··· Dataset records ···
//! Catalog Cache - inspection tool for the persistent response store
//!
//! Maps request identities to file names and lists, shows, removes or
//! purges persisted responses in a cache directory.

use std::path::PathBuf;

use anyhow::{bail, Context};
use clap::{Parser, Subcommand};
use tracing::{debug, info};
use tracing_subscriber::{layer::SubscriberExt, util::SubscriberInitExt};

use catalog_cache::persist::file_name_for;
use catalog_cache::{Config, PersistentResponseStore};

#[derive(Parser, Debug)]
#[command(name = "catalog-cache", version, about = "Inspect the catalog response cache")]
struct Cli {
    /// Cache directory (defaults to CATALOG_CACHE_DIR or the platform cache dir)
    #[arg(long, global = true)]
    dir: Option<PathBuf>,

    /// Maximum number of indexed responses
    #[arg(long, global = true)]
    limit: Option<usize>,

    #[command(subcommand)]
    command: Command,
}

#[derive(Subcommand, Debug)]
enum Command {
    /// Print the file name a request identity is stored under
    Name { id: String },
    /// Print the persisted response for a request identity
    Show {
        id: String,
        /// Also print the body as text
        #[arg(long)]
        body: bool,
    },
    /// Delete the persisted response for a request identity
    Remove { id: String },
    /// List the data files in the cache directory
    List,
    /// Delete every data file in the cache directory
    Purge,
}

fn main() -> anyhow::Result<()> {
    tracing_subscriber::registry()
        .with(
            tracing_subscriber::EnvFilter::try_from_default_env()
                .unwrap_or_else(|_| "catalog_cache=info".into()),
        )
        .with(tracing_subscriber::fmt::layer().with_writer(std::io::stderr))
        .init();

    let cli = Cli::parse();

    let mut config = Config::from_env();
    if let Some(dir) = cli.dir {
        config.cache_dir = dir;
    }
    if let Some(limit) = cli.limit {
        config.max_response_entries = limit;
    }
    config.validate().context("invalid configuration")?;
    debug!(
        dir = %config.cache_dir.display(),
        limit = config.max_response_entries,
        "configuration loaded"
    );

    let store = PersistentResponseStore::from_config(&config)?;

    match cli.command {
        Command::Name { id } => {
            println!("{}", file_name_for(&id));
        }
        Command::Show { id, body } => {
            let Some(response) = store.get(&id)? else {
                bail!("no cached response for {id}");
            };
            println!("file: {}", store.file_path(&id).display());
            println!("status: {}", response.status);
            println!("requested: {}", response.request_date.to_rfc3339());
            println!("received: {}", response.response_date.to_rfc3339());
            for (name, value) in &response.headers {
                println!("{name}: {value}");
            }
            println!("body: {} bytes", response.body.len());
            if body {
                println!();
                println!("{}", String::from_utf8_lossy(&response.body));
            }
            store.close();
        }
        Command::Remove { id } => {
            let path = store.file_path(&id);
            let existed = path.is_file();
            store.remove(&id)?;
            if existed {
                info!(path = %path.display(), "removed cached response");
            } else {
                println!("no cached response for {id}");
            }
            store.close();
        }
        Command::List => {
            let files = match store.data_files() {
                Ok(files) => files,
                Err(err) if err.kind() == std::io::ErrorKind::NotFound => Vec::new(),
                Err(err) => {
                    return Err(err).with_context(|| {
                        format!("reading {}", store.cache_dir().display())
                    })
                }
            };
            for file in &files {
                println!("{}", file.display());
            }
            info!(count = files.len(), "listed data files");
            store.close();
        }
        Command::Purge => {
            store.shutdown();
        }
    }

    Ok(())
}
//! LRU Tracker Module
//!
//! Recency ordering shared by the object index and the response index.

use std::collections::VecDeque;

// == LRU Tracker ==
/// Tracks key usage order for least-recently-used eviction.
///
/// Keys are stored in a VecDeque where:
/// - Front = Least recently used
/// - Back = Most recently used
#[derive(Debug, Default, Clone)]
pub struct LruTracker {
    order: VecDeque<String>,
}

impl LruTracker {
    pub fn new() -> Self {
        Self::default()
    }

    // == Touch ==
    /// Marks a key as the most recently used one.
    pub fn touch(&mut self, key: &str) {
        if self.order.back().is_some_and(|k| k == key) {
            return;
        }
        self.remove(key);
        self.order.push_back(key.to_string());
    }

    // == Remove ==
    /// Stops tracking a key. Unknown keys are ignored.
    pub fn remove(&mut self, key: &str) {
        if let Some(pos) = self.order.iter().position(|k| k == key) {
            self.order.remove(pos);
        }
    }

    // == Pop Least Recent ==
    /// Removes and returns the least recently used key.
    pub fn pop_least_recent(&mut self) -> Option<String> {
        self.order.pop_front()
    }

    // == Least Recent Except ==
    /// Returns the least recently used key other than `excluded`, without
    /// removing it.
    pub fn least_recent_except(&self, excluded: &str) -> Option<&str> {
        self.order
            .iter()
            .find(|k| k.as_str() != excluded)
            .map(String::as_str)
    }

    /// Removes and returns the least recently used key other than `excluded`.
    pub fn pop_least_recent_except(&mut self, excluded: &str) -> Option<String> {
        let pos = self.order.iter().position(|k| k != excluded)?;
        self.order.remove(pos)
    }

    pub fn len(&self) -> usize {
        self.order.len()
    }

    pub fn is_empty(&self) -> bool {
        self.order.is_empty()
    }

    pub fn contains(&self, key: &str) -> bool {
        self.order.iter().any(|k| k == key)
    }

    pub fn clear(&mut self) {
        self.order.clear();
    }
}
···
◆ Aim of the exercise
Return an exact copy of the listing above, complete in every line.

◆ Response to this task
//! Catalog Cache - inspection tool for the persistent response store
//!
//! Maps request identities to file names and lists, shows, removes or
//! purges persisted responses in a cache directory.

use std::path::PathBuf;

use anyhow::{bail, Context};
use clap::{Parser, Subcommand};
use tracing::{debug, info};
use tracing_subscriber::{layer::SubscriberExt, util::SubscriberInitExt};

use catalog_cache::persist::file_name_for;
use catalog_cache::{Config, PersistentResponseStore};

#[derive(Parser, Debug)]
#[command(name = "catalog-cache", version, about = "Inspect the catalog response cache")]
struct Cli {
    /// Cache directory (defaults to CATALOG_CACHE_DIR or the platform cache dir)
    #[arg(long, global = true)]
    dir: Option<PathBuf>,

    /// Maximum number of indexed responses
    #[arg(long, global = true)]
    limit: Option<usize>,

    #[command(subcommand)]
    command: Command,
}

#[derive(Subcommand, Debug)]
enum Command {
    /// Print the file name a request identity is stored under
    Name { id: String },
    /// Print the persisted response for a request identity
    Show {
        id: String,
        /// Also print the body as text
        #[arg(long)]
        body: bool,
    },
    /// Delete the persisted response for a request identity
    Remove { id: String },
    /// List the data files in the cache directory
    List,
    /// Delete every data file in the cache directory
    Purge,
}

fn main() -> anyhow::Result<()> {
    tracing_subscriber::registry()
        .with(
            tracing_subscriber::EnvFilter::try_from_default_env()
                .unwrap_or_else(|_| "catalog_cache=info".into()),
        )
        .with(tracing_subscriber::fmt::layer().with_writer(std::io::stderr))
        .init();

    let cli = Cli::parse();

    let mut config = Config::from_env();
    if let Some(dir) = cli.dir {
        config.cache_dir = dir;
    }
    if let Some(limit) = cli.limit {
        config.max_response_entries = limit;
    }
    config.validate().context("invalid configuration")?;
    debug!(
        dir = %config.cache_dir.display(),
        limit = config.max_response_entries,
        "configuration loaded"
    );

    let store = PersistentResponseStore::from_config(&config)?;

    match cli.command {
        Command::Name { id } => {
            println!("{}", file_name_for(&id));
        }
        Command::Show { id, body } => {
            let Some(response) = store.get(&id)? else {
                bail!("no cached response for {id}");
            };
            println!("file: {}", store.file_path(&id).display());
            println!("status: {}", response.status);
            println!("requested: {}", response.request_date.to_rfc3339());
            println!("received: {}", response.response_date.to_rfc3339());
            for (name, value) in &response.headers {
                println!("{name}: {value}");
            }
            println!("body: {} bytes", response.body.len());
            if body {
                println!();
                println!("{}", String::from_utf8_lossy(&response.body));
            }
            store.close();
        }
        Command::Remove { id } => {
            let path = store.file_path(&id);
            let existed = path.is_file();
            store.remove(&id)?;
            if existed {
                info!(path = %path.display(), "removed cached response");
            } else {
                println!("no cached response for {id}");
            }
            store.close();
        }
        Command::List => {
            let files = match store.data_files() {
                Ok(files) => files,
                Err(err) if err.kind() == std::io::ErrorKind::NotFound => Vec::new(),
                Err(err) => {
                    return Err(err).with_context(|| {
                        format!("reading {}", store.cache_dir().display())
                    })
                }
            };
            for file in &files {
                println!("{}", file.display());
            }
            info!(count = files.len(), "listed data files");
            store.close();
        }
        Command::Purge => {
            store.shutdown();
        }
    }

    Ok(())
}
//! LRU Tracker Module
//!
//! Recency ordering shared by the object index and the response index.

use std::collections::VecDeque;

// == LRU Tracker ==
/// Tracks key usage order for least-recently-used eviction.
///
/// Keys are stored in a VecDeque where:
/// - Front = Least recently used
/// - Back = Most recently used
#[derive(Debug, Default, Clone)]
pub struct LruTracker {
    order: VecDeque<String>,
}

impl LruTracker {
    pub fn new() -> Self {
        Self::default()
    }

    // == Touch ==
    /// Marks a key as the most recently used one.
    pub fn touch(&mut self, key: &str) {
        if self.order.back().is_some_and(|k| k == key) {
            return;
        }
        self.remove(key);
        self.order.push_back(key.to_string());
    }

    // == Remove ==
    /// Stops tracking a key. Unknown keys are ignored.
    pub fn remove(&mut self, key: &str) {
        if let Some(pos) = self.order.iter().position(|k| k == key) {
            self.order.remove(pos);
        }
    }

    // == Pop Least Recent ==
    /// Removes and returns the least recently used key.
    pub fn pop_least_recent(&mut self) -> Option<String> {
        self.order.pop_front()
    }

    // == Least Recent Except ==
    /// Returns the least recently used key other than `excluded`, without
    /// removing it.
    pub fn least_recent_except(&self, excluded: &str) -> Option<&str> {
        self.order
            .iter()
            .find(|k| k.as_str() != excluded)
            .map(String::as_str)
    }

    /// Removes and returns the least recently used key other than `excluded`.
    pub fn pop_least_recent_except(&mut self, excluded: &str) -> Option<String> {
        let pos = self.order.iter().position(|k| k != excluded)?;
        self.order.remove(pos)
    }

    pub fn len(&self) -> usize {
        self.order.len()
    }

    pub fn is_empty(&self) -> bool {
        self.order.is_empty()
    }

    pub fn contains(&self, key: &str) -> bool {
        self.order.iter().any(|k| k == key)
    }

    pub fn clear(&mut self) {
        self.order.clear();
    }
}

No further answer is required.